**INSTRUCTIONS TO FOLLOW:**
Search the material below for lines containing the string "listing", and copy every one you find.

□ □ □ □ □ □ □

use axum::Json;
use axum::extract::rejection::QueryRejection;
use axum::extract::{Multipart, Path, Query, State};
use axum::http::{HeaderMap, StatusCode};
use axum::response::IntoResponse;
use interview_core::Page;
use interview_service::ListQuery;
use interview_storage::InterviewRecord;
use serde::Deserialize;
use utoipa::IntoParams;
use uuid::Uuid;

use super::AppState;
use super::form::{InterviewForm, owner_email_header};
use super::schemas::{DeleteResponse, ErrorResponse, InterviewUpload};
use crate::error::ApiError;

/// Query parameters of the listing endpoint.
#[derive(Debug, Default, Deserialize, IntoParams)]
#[serde(rename_all = "camelCase")]
#[into_params(parameter_in = Query)]
pub struct ListParams {
    /// Zero-based page index.
    pub page_number: Option<u32>,
    /// Records per page, at least 1.
    pub page_size: Option<u32>,
    /// Record field to order by, e.g. `updatedAt` or `title`.
    pub sort_by: Option<String>,
    /// `asc` for ascending order; anything else sorts descending.
    pub sort_dir: Option<String>,
}

#[derive(Debug, Default, Deserialize, IntoParams)]
#[into_params(parameter_in = Query)]
pub struct EmailParams {
    /// Owner email, matched exactly.
    pub email: Option<String>,
}

#[derive(Debug, Default, Deserialize, IntoParams)]
#[into_params(parameter_in = Query)]
pub struct CompanyParams {
    /// Company tag, matched exactly.
    pub company: Option<String>,
}

fn parse_id(raw: &str) -> Result<Uuid, ApiError> {
    Uuid::parse_str(raw).map_err(|_| ApiError::bad_request(format!("invalid id: {raw}")))
}

fn query_params<T>(query: Result<Query<T>, QueryRejection>) -> Result<T, ApiError> {
    query
        .map(|Query(params)| params)
        .map_err(|rejection| ApiError::bad_request(rejection.body_text()))
}

#[utoipa::path(
    post,
    path = "/api/v1/interviews",
    tag = "Interviews",
    summary = "Create interview experience",
    description = "Validates the form, uploads the optional image, then stores the record. The X-User-Email header, when set, replaces ownerEmail.",
    request_body(content = InterviewUpload, content_type = "multipart/form-data"),
    params(
        ("X-User-Email" = Option<String>, Header, description = "Email of the signed-in user")
    ),
    responses(
        (status = 201, description = "Record created", body = InterviewRecord),
        (status = 400, description = "Validation failed", body = ErrorResponse),
        (status = 503, description = "Attachment store unavailable", body = ErrorResponse)
    )
)]
pub async fn create(
    State(state): State<AppState>,
    headers: HeaderMap,
    multipart: Multipart,
) -> Result<impl IntoResponse, ApiError> {
    let mut form = InterviewForm::from_multipart(multipart).await?;
    form.apply_owner_header(&headers);

    let record = state.service.create(form.request, form.attachment).await?;
    Ok((StatusCode::CREATED, Json(record)))
}

#[utoipa::path(
    get,
    path = "/api/v1/interviews/{id}",
    tag = "Interviews",
    summary = "Get interview experience",
    params(("id" = Uuid, Path, description = "Record id")),
    responses(
        (status = 200, description = "The record", body = InterviewRecord),
        (status = 400, description = "Malformed id", body = ErrorResponse),
        (status = 404, description = "No record with this id", body = ErrorResponse)
    )
)]
pub async fn get_by_id(
    State(state): State<AppState>,
    Path(id): Path<String>,
) -> Result<Json<InterviewRecord>, ApiError> {
    let id = parse_id(&id)?;
    Ok(Json(state.service.get_by_id(id).await?))
}

#[utoipa::path(
    get,
    path = "/api/v1/interviews",
    tag = "Interviews",
    summary = "List interview experiences",
    description = "One page of records. Missing parameters fall back to the configured listing defaults.",
    params(ListParams),
    responses(
        (status = 200, description = "One page of records", body = Page<InterviewRecord>),
        (status = 400, description = "Unknown sort field or bad paging parameters", body = ErrorResponse)
    )
)]
pub async fn list(
    State(state): State<AppState>,
    params: Result<Query<ListParams>, QueryRejection>,
) -> Result<Json<Page<InterviewRecord>>, ApiError> {
    let params = query_params(params)?;
    let defaults = &state.listing;
    let query = ListQuery::new(
        params.page_number.unwrap_or_default(),
        params.page_size.unwrap_or(defaults.page_size),
        params.sort_by.unwrap_or_else(|| defaults.sort_by.clone()),
        params.sort_dir.unwrap_or_else(|| defaults.sort_dir.clone()),
    );

    Ok(Json(state.service.list(&query).await?))
}

/// `GET /search`: by the `email` query parameter, else by the
/// `X-User-Email` header.
#[utoipa::path(
    get,
    path = "/api/v1/search",
    tag = "Search",
    summary = "My interview experiences",
    description = "Records owned by the email query parameter, or by the X-User-Email header when it is absent. Newest first.",
    params(
        EmailParams,
        ("X-User-Email" = Option<String>, Header, description = "Email of the signed-in user")
    ),
    responses(
        (status = 200, description = "Matching records", body = Vec<InterviewRecord>)
    )
)]
pub async fn search(
    State(state): State<AppState>,
    headers: HeaderMap,
    params: Result<Query<EmailParams>, QueryRejection>,
) -> Result<Json<Vec<InterviewRecord>>, ApiError> {
    let email = query_params(params)?
        .email
        .or_else(|| owner_email_header(&headers))
        .unwrap_or_default();

    Ok(Json(state.service.search_by_email(&email).await?))
}

#[utoipa::path(
    get,
    path = "/api/v1/search/email",
    tag = "Search",
    summary = "Search by owner email",
    params(EmailParams),
    responses(
        (status = 200, description = "Matching records, newest first", body = Vec<InterviewRecord>)
    )
)]
pub async fn search_by_email(
    State(state): State<AppState>,
    params: Result<Query<EmailParams>, QueryRejection>,
) -> Result<Json<Vec<InterviewRecord>>, ApiError> {
    let email = query_params(params)?.email.unwrap_or_default();
    Ok(Json(state.service.search_by_email(&email).await?))
}

#[utoipa::path(
    get,
    path = "/api/v1/search/company",
    tag = "Search",
    summary = "Search by company tag",
    params(CompanyParams),
    responses(
        (status = 200, description = "Matching records, newest first", body = Vec<InterviewRecord>)
    )
)]
pub async fn search_by_company(
    State(state): State<AppState>,
    params: Result<Query<CompanyParams>, QueryRejection>,
) -> Result<Json<Vec<InterviewRecord>>, ApiError> {
    let company = query_params(params)?.company.unwrap_or_default();
    Ok(Json(state.service.search_by_company(&company).await?))
}

#[utoipa::path(
    put,
    path = "/api/v1/interviews/{id}",
    tag = "Interviews",
    summary = "Update interview experience",
    description = "Overwrites every text field. A new image replaces the old one; without one the current image is kept.",
    params(("id" = Uuid, Path, description = "Record id")),
    request_body(content = InterviewUpload, content_type = "multipart/form-data"),
    responses(
        (status = 200, description = "Updated record", body = InterviewRecord),
        (status = 400, description = "Validation failed or malformed id", body = ErrorResponse),
        (status = 404, description = "No record with this id", body = ErrorResponse),
        (status = 503, description = "Attachment store unavailable", body = ErrorResponse)
    )
)]
pub async fn update(
    State(state): State<AppState>,
    Path(id): Path<String>,
    multipart: Multipart,
) -> Result<Json<InterviewRecord>, ApiError> {
    let id = parse_id(&id)?;
    let form = InterviewForm::from_multipart(multipart).await?;

    let record = state
        .service
        .update(id, form.request, form.attachment)
        .await?;
    Ok(Json(record))
}

#[utoipa::path(
    delete,
    path = "/api/v1/interviews/{id}",
    tag = "Interviews",
    summary = "Delete interview experience",
    description = "Removes the image on a best-effort basis, then the record.",
    params(("id" = Uuid, Path, description = "Record id")),
    responses(
        (status = 200, description = "Record deleted", body = DeleteResponse),
        (status = 400, description = "Malformed id", body = ErrorResponse),
        (status = 404, description = "No record with this id", body = ErrorResponse)
    )
)]
pub async fn delete(
    State(state): State<AppState>,
    Path(id): Path<String>,
) -> Result<Json<DeleteResponse>, ApiError> {
    let id = parse_id(&id)?;
    state.service.delete(id).await?;

    Ok(Json(DeleteResponse {
        message: "Interview experience deleted".to_string(),
        id,
    }))
}
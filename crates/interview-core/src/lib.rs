//! Shared vocabulary for the interview experience service.
//!
//! This crate holds everything the other crates agree on without depending on
//! storage or transport: request types, the validation layer, pagination and
//! sorting types, and service-wide constants.

pub mod constants;
pub mod error;
pub mod request;
pub mod types;
pub mod validation;

pub use error::{Error, Result};
pub use request::{Attachment, InterviewRequest, non_empty};
pub use types::*;
pub use validation::{
    ValidationErrors, Violation, is_allowed_image_type, is_valid_email, validate_attachment,
    validate_request,
};

/// Version info
pub const VERSION: &str = env!("CARGO_PKG_VERSION");
use interview_core::ValidationErrors;
use serde::{Deserialize, Serialize};
use utoipa::ToSchema;
use uuid::Uuid;

/// Body of every error response.
#[derive(Debug, Serialize, Deserialize, ToSchema)]
pub struct ErrorResponse {
    /// Error message.
    #[schema(example = "interview experience not found: 7b1f0c9e-3c43-4a63-a1a4-1c2d3e4f5a6b")]
    pub error: String,
    /// Per-field violations, present on validation failures only.
    #[serde(default, skip_serializing_if = "Option::is_none")]
    pub violations: Option<ValidationErrors>,
}

impl ErrorResponse {
    pub fn new(error: impl Into<String>) -> Self {
        Self {
            error: error.into(),
            violations: None,
        }
    }
}

/// Response of `GET /health`.
#[derive(Debug, Serialize, Deserialize, ToSchema)]
pub struct HealthResponse {
    #[schema(example = "ok")]
    pub status: String,
    #[serde(default, skip_serializing_if = "Option::is_none")]
    #[schema(example = "0.1.0")]
    pub version: Option<String>,
    #[serde(default, skip_serializing_if = "Option::is_none")]
    pub error: Option<String>,
}

/// Response of a successful delete.
#[derive(Debug, Serialize, Deserialize, ToSchema)]
pub struct DeleteResponse {
    #[schema(example = "Interview experience deleted")]
    pub message: String,
    pub id: Uuid,
}

/// Multipart form accepted by create and update.
///
/// Only documents the body; handlers decode it part by part.
#[derive(Debug, Deserialize, ToSchema)]
#[serde(rename_all = "camelCase")]
pub struct InterviewUpload {
    #[schema(example = "Ada Lovelace")]
    pub owner_name: String,
    /// Ignored on create when the `X-User-Email` header is set.
    #[schema(example = "ada@example.com")]
    pub owner_email: String,
    #[schema(example = "Backend onsite loop")]
    pub title: String,
    #[schema(example = "Three coding rounds and a system design chat.")]
    pub content: String,
    #[schema(example = "acme")]
    pub company_tag: String,
    /// PNG, JPEG, GIF or WebP image, at most 5 MiB.
    #[schema(value_type = Option<String>, format = Binary)]
    pub image: Option<Vec<u8>>,
}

□ □ □ □ □ □ □

**ANSWER BOX:**
/// Query parameters of the listing endpoint.
    description = "One page of records. Missing parameters fall back to the configured listing defaults.",
    let defaults = &state.listing;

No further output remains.